Thursday, June 15, 2017

Sprite Status Tables, part 3

As you may have gathered, given that the term "sprite status table" refers to the structure that records the status of an object, the two terms are mostly interchangeable. This is because objects are the game's main way of drawing sprites, although several objects do stuff in the background without any visual representation.

In order for an object to be rendered as a sprite, it must explicitly request so by calling the Draw_Sprite function once per frame, which is typically the last step of an object's execution. This will add the object's SST to the list of sprites to be rendered during that frame.
    moveq   #0,d0
    move.b  5(a0),d0
    move.w  off_81E50(pc,d0.w),d1
    jsr     off_81E50(pc,d1.w)
    jmp     (Draw_Sprite).l
; ---------------------------------------------------------------------------
    dc.w loc_81E54-off_81E50
    dc.w loc_81E72-off_81E50
; ---------------------------------------------------------------------------

    lea     ObjDat3_831CC(pc),a1
    jsr     SetUp_ObjAttributes(pc)
Later, when the sprite processor walks through the list, it looks at a bunch of attributes on the SST to figure out how to draw the object. Two of these attributes are the object's X and Y coordinates, which are loaded to $10(a0) and $14(a0) when the object is first loaded from the layout.
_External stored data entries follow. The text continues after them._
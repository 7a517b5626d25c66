use thiserror::Error;

#[derive(Debug, Error)]
pub enum CryptoError {
    #[error("AEAD encryption failed")]
    AeadEncrypt,

    #[error("AEAD decryption failed (authentication tag mismatch)")]
    AeadDecrypt,

    #[error("Key derivation failed: {0}")]
    KeyDerivation(String),

    #[error("Invalid key material: {0}")]
    InvalidKey(String),

    #[error("Unsupported ciphertext version {0}")]
    UnsupportedVersion(u8),

    #[error("Serialisation error: {0}")]
    Serialisation(#[from] serde_json::Error),

    #[error("Base64 decode error: {0}")]
    Base64Decode(#[from] base64::DecodeError),
}
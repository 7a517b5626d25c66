//! texx_store — local persistence for one Texx account
//!
//! # What lives where
//! - `vault.json` — the identity record. The private key is sealed with
//!   XChaCha20-Poly1305 under an Argon2id key derived from the passphrase;
//!   the public key and handle are readable without unlocking.
//! - `peer_id` — the handle remembered since first run, used to verify the
//!   identity on unlock.
//! - `attempts.json` — consecutive failed unlocks (lockout counter).
//! - `texx.db` — SQLite: contact public keys, the ciphertext message log and
//!   the dead-letter queue of received records waiting for a sender key.
//!   Message bodies are only ever stored as ciphertext produced by
//!   `texx_crypto::message`.
//!
//! # Migration
//! SQLx migrations in `migrations/` are run on every open.

pub mod attempts;
pub mod contacts;
pub mod db;
pub mod error;
pub mod message_log;
pub mod models;
pub mod pending;
pub mod vault;

pub use attempts::AttemptCounter;
pub use contacts::{ContactKeyStore, KeyChange};
pub use db::Store;
pub use error::StoreError;
pub use message_log::{Appended, Direction, History, HistoryEntry, MessageLog, MessageRecord};
pub use pending::DeadLetters;
pub use vault::{Identity, IdentityVault};
//! Transport seam and an in-process network.
//!
//! The real peer-to-peer layer lives outside this crate. It only has to
//! deliver whole frames per connection and report `open` / `data` / `error`
//! events; the messenger drives everything else.

use std::collections::HashMap;
use std::sync::Arc;

use async_trait::async_trait;
use parking_lot::Mutex;
use tokio::sync::mpsc;
use tracing::debug;

use texx_proto::{ChatPayload, ConnectionContext, PeerId, TransportError, TransportEvent};

#[async_trait]
pub trait Transport: Send + Sync {
    /// Deliver one payload on the connection described by `ctx`.
    async fn send(&self, ctx: &ConnectionContext, payload: &ChatPayload) -> Result<(), TransportError>;
}

/// One event as seen by the receiving side.
#[derive(Debug, Clone, PartialEq, Eq)]
pub struct Inbound {
    pub from: PeerId,
    pub event: TransportEvent,
}

type Mailbox = mpsc::UnboundedSender<Inbound>;

/// Routes frames between peers registered in the same process.
#[derive(Clone, Default)]
pub struct MemoryNetwork {
    peers: Arc<Mutex<HashMap<PeerId, Mailbox>>>,
}

impl MemoryNetwork {
    pub fn new() -> Self {
        Self::default()
    }

    /// Claim `id` on the network. Fails with `IdUnavailable` if taken.
    pub fn register(
        &self,
        id: &PeerId,
    ) -> Result<(MemoryTransport, mpsc::UnboundedReceiver<Inbound>), TransportError> {
        let mut peers = self.peers.lock();
        if peers.contains_key(id) {
            return Err(TransportError::IdUnavailable);
        }
        let (tx, rx) = mpsc::unbounded_channel();
        peers.insert(id.clone(), tx);
        debug!(peer = %id, "registered on memory network");
        Ok((
            MemoryTransport {
                local: id.clone(),
                network: self.clone(),
            },
            rx,
        ))
    }

    pub fn unregister(&self, id: &PeerId) {
        if self.peers.lock().remove(id).is_some() {
            debug!(peer = %id, "left memory network");
        }
    }

    /// Open a connection between `a` and `b`: both sides see `Open`.
    pub fn connect(&self, a: &PeerId, b: &PeerId) -> Result<(), TransportError> {
        let peers = self.peers.lock();
        let to_a = peers.get(a).ok_or(TransportError::PeerUnavailable)?;
        let to_b = peers.get(b).ok_or(TransportError::PeerUnavailable)?;
        deliver(to_a, b, TransportEvent::Open)?;
        deliver(to_b, a, TransportEvent::Open)
    }

    /// Report a transport failure to `to` on its connection with `about`.
    pub fn fail(&self, to: &PeerId, about: &PeerId, error: TransportError) -> Result<(), TransportError> {
        let peers = self.peers.lock();
        let mailbox = peers.get(to).ok_or(TransportError::PeerUnavailable)?;
        deliver(mailbox, about, TransportEvent::Error(error))
    }

    fn route(&self, from: &PeerId, to: &PeerId, bytes: Vec<u8>) -> Result<(), TransportError> {
        let peers = self.peers.lock();
        let mailbox = peers.get(to).ok_or(TransportError::PeerUnavailable)?;
        deliver(
            mailbox,
            from,
            TransportEvent::Data {
                from: from.to_string(),
                bytes,
            },
        )
    }
}

fn deliver(mailbox: &Mailbox, from: &PeerId, event: TransportEvent) -> Result<(), TransportError> {
    mailbox
        .send(Inbound {
            from: from.clone(),
            event,
        })
        .map_err(|_| TransportError::PeerUnavailable)
}

/// A peer's handle on a [`MemoryNetwork`].
#[derive(Clone)]
pub struct MemoryTransport {
    local: PeerId,
    network: MemoryNetwork,
}

impl MemoryTransport {
    pub fn local_id(&self) -> &PeerId {
        &self.local
    }
}

#[async_trait]
impl Transport for MemoryTransport {
    async fn send(&self, ctx: &ConnectionContext, payload: &ChatPayload) -> Result<(), TransportError> {
        let bytes = payload
            .to_bytes()
            .map_err(|e| TransportError::Other(e.to_string()))?;
        debug!(to = %ctx.peer, token = %ctx.token, kind = payload.kind(), "memory send");
        self.network.route(&self.local, &ctx.peer, bytes)
    }
}

#[cfg(test)]
mod tests {
    use super::*;

    fn id(s: &str) -> PeerId {
        PeerId::parse(s).unwrap()
    }

    #[tokio::test]
    async fn frames_reach_the_named_peer() {
        let net = MemoryNetwork::new();
        let (alice, _alice_rx) = net.register(&id("alice-bee")).unwrap();
        let (_bob, mut bob_rx) = net.register(&id("bob-owl")).unwrap();

        let ctx = ConnectionContext::new(id("bob-owl"));
        alice.send(&ctx, &ChatPayload::Text("x".into())).await.unwrap();

        let inbound = bob_rx.recv().await.unwrap();
        assert_eq!(inbound.from, id("alice-bee"));
        match inbound.event {
            TransportEvent::Data { from, bytes } => {
                assert_eq!(from, "alice-bee");
                assert_eq!(ChatPayload::from_bytes(&bytes).unwrap(), ChatPayload::Text("x".into()));
            }
            other => panic!("unexpected {other:?}"),
        }
    }

    #[tokio::test]
    async fn unknown_peer_and_taken_id() {
        let net = MemoryNetwork::new();
        let (alice, _rx) = net.register(&id("alice-bee")).unwrap();
        assert!(matches!(net.register(&id("alice-bee")), Err(TransportError::IdUnavailable)));

        let ctx = ConnectionContext::new(id("nobody-here"));
        let err = alice.send(&ctx, &ChatPayload::Text("x".into())).await.unwrap_err();
        assert_eq!(err, TransportError::PeerUnavailable);
        assert_eq!(net.connect(&id("alice-bee"), &id("nobody-here")), Err(TransportError::PeerUnavailable));
    }
}
use tempfile::tempdir;

use texx_crypto::{message, IdentityKeyPair, KdfParams, Passphrase};
use texx_proto::PeerId;
use texx_store::{Direction, Store};

#[tokio::test]
async fn history_replays_both_directions_in_append_order() {
    let dir = tempdir().unwrap();
    let store = Store::open(dir.path(), KdfParams::minimal()).await.unwrap();
    let me = IdentityKeyPair::generate().unwrap();
    let bob_keys = IdentityKeyPair::generate().unwrap();
    let bob = PeerId::parse("bob-owl").unwrap();
    store.contacts.put(&bob, &bob_keys.public).await.unwrap();

    let incoming = message::encrypt(b"from bob", &me.public, &bob_keys).unwrap();
    let outgoing = message::encrypt(b"to bob", &bob_keys.public, &me).unwrap();
    let stray = IdentityKeyPair::generate().unwrap();
    let foreign = message::encrypt(b"not for us", &stray.public, &bob_keys).unwrap();

    store.log.append(&bob, &incoming, Direction::Received).await.unwrap();
    store.log.append(&bob, &foreign, Direction::Received).await.unwrap();
    store.log.append(&bob, &outgoing, Direction::Sent).await.unwrap();

    let mut history = store.log.history(&bob, &store.contacts, &me).await.unwrap();
    let first = history.next().unwrap();
    assert_eq!(first.plaintext, "from bob");
    assert_eq!(first.direction, Direction::Received);
    let second = history.next().unwrap();
    assert_eq!(second.plaintext, "to bob");
    assert_eq!(second.direction, Direction::Sent);
    assert!(history.next().is_none());
    assert_eq!(history.failures(), 1);
}

#[tokio::test]
async fn reset_wipes_vault_contacts_and_log() {
    let dir = tempdir().unwrap();
    let store = Store::open(dir.path(), KdfParams::minimal()).await.unwrap();
    let alice = PeerId::parse("alice-bee-cat").unwrap();
    let bob = PeerId::parse("bob-owl").unwrap();

    store.vault.create(&alice, &Passphrase::from_pin("1234").unwrap()).unwrap();
    store.contacts.put(&bob, &IdentityKeyPair::generate().unwrap().public).await.unwrap();
    store.log.append(&bob, b"ct", Direction::Sent).await.unwrap();
    let queued = store.log.append(&bob, b"early", Direction::Received).await.unwrap();
    store.pending.push(&bob, queued.seq, 8).await.unwrap();
    store.attempts.record_failure().unwrap();

    store.vault.reset().await.unwrap();

    assert!(!store.vault.exists().unwrap());
    assert!(store.contacts.list().await.unwrap().is_empty());
    assert_eq!(store.log.count(&bob).await.unwrap(), 0);
    assert_eq!(store.pending.len(&bob).await.unwrap(), 0);
    assert_eq!(store.attempts.failures().unwrap(), 0);

    // First run again, same handle.
    let again = store.vault.create(&alice, &Passphrase::from_pin("9999").unwrap()).unwrap();
    assert_eq!(again.peer_id, alice);
}

#[tokio::test]
async fn keyed_hash_pin_unlocks_after_reopen() {
    let dir = tempdir().unwrap();
    let alice = PeerId::parse("alice-bee-cat").unwrap();
    let created = {
        let store = Store::open(dir.path(), KdfParams::minimal()).await.unwrap();
        let id = store.vault.create(&alice, &Passphrase::from_pin("1234").unwrap()).unwrap();
        store.close().await;
        id
    };

    let store = Store::open(dir.path(), KdfParams::minimal()).await.unwrap();
    let unlocked = store.vault.unlock(&Passphrase::from_pin("1234").unwrap()).unwrap();
    assert_eq!(unlocked.peer_id, alice);
    assert_eq!(unlocked.keys.public, created.keys.public);
    assert_eq!(store.vault.stored_public_key().unwrap(), created.keys.public);
}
Since setting the rest of the attributes is such a common procedure, several objects call a function that initializes them to values from an "object data" structure loaded to register a1:
    move.l  (a1)+,$C(a0)    ; Mappings location
    move.w  (a1)+,$A(a0)    ; VRAM offset
    move.w  (a1)+,8(a0)     ; Priority
    move.b  (a1)+,7(a0)     ; Width
    move.b  (a1)+,6(a0)     ; Height
    move.b  (a1)+,$22(a0)   ; Mappings frame
    move.b  (a1)+,$28(a0)   ; Collision Number
    bset    #2,4(a0)        ; Object uses world coordinates
    addq.b  #2,5(a0)        ; Increase routine counter
Here's a quick rundown:
  • $C(a0) is the object's mappings. This is a pointer to a list of sprite mappings, each of which defines a set of sprite pieces and assembles them into the sprite's final shape.
  • $22(a0) is the current mapping frame. This acts as an index to the above list, and can be changed to pick which of the sprite mappings to display.
  • $A(a0) is the art tile. This is a VDP pattern index of the form PCCYXAAAAAAAAAAA and defines the base priority flag, color palette, X/Y flip and VRAM offset for each sprite piece in the mappings.
  • 8(a0) is the object's priority value, set in increments of $80. Objects with a lower value are drawn on top of ones with a higher value.
  • 6(a0) and 7(a0) are the object's height and width in pixels. These are used along with the object's X and Y coordinates to decide whether the object is on screen. If the object is off-screen, it is not rendered.
  • 4(a0) are the object's render flags. This is a set of flags which, appropriately enough, affect how the object is rendered:
    • Bits 0 and 1 are the horizontal/vertical flip flags. These are automatically set when the object is first loaded from the layout, and flip the entire mapping frame on itself.
    • Bit 2 is the coordinate system flag. If set, the object's X and Y coordinates define the object's position within the level, otherwise they define its position on the screen.
    • Bit 5 is the static mappings flag. If set, the object's mappings point directly to a single mapping rather than a list, and the mapping frame is not used.
    • Bit 6 is the multi-sprite flag. If set, the object is rendered as mutliple sprites, with the mapping frame and X/Y coordinates for the additional sprites pulled from elsewhere in the SST.
    • Bit 7 is the on-screen flag. This will be set or cleared depending on whether the object was on-screen, and thus rendered, during the previous frame.

The sonic3k.constants.asm file in the current disassembly defines human-friendly names for almost every attribute in an object's SST. However, very few objects in the disassembly have actually been refactored to make use of them, so it's always good to know the more common ones by heart.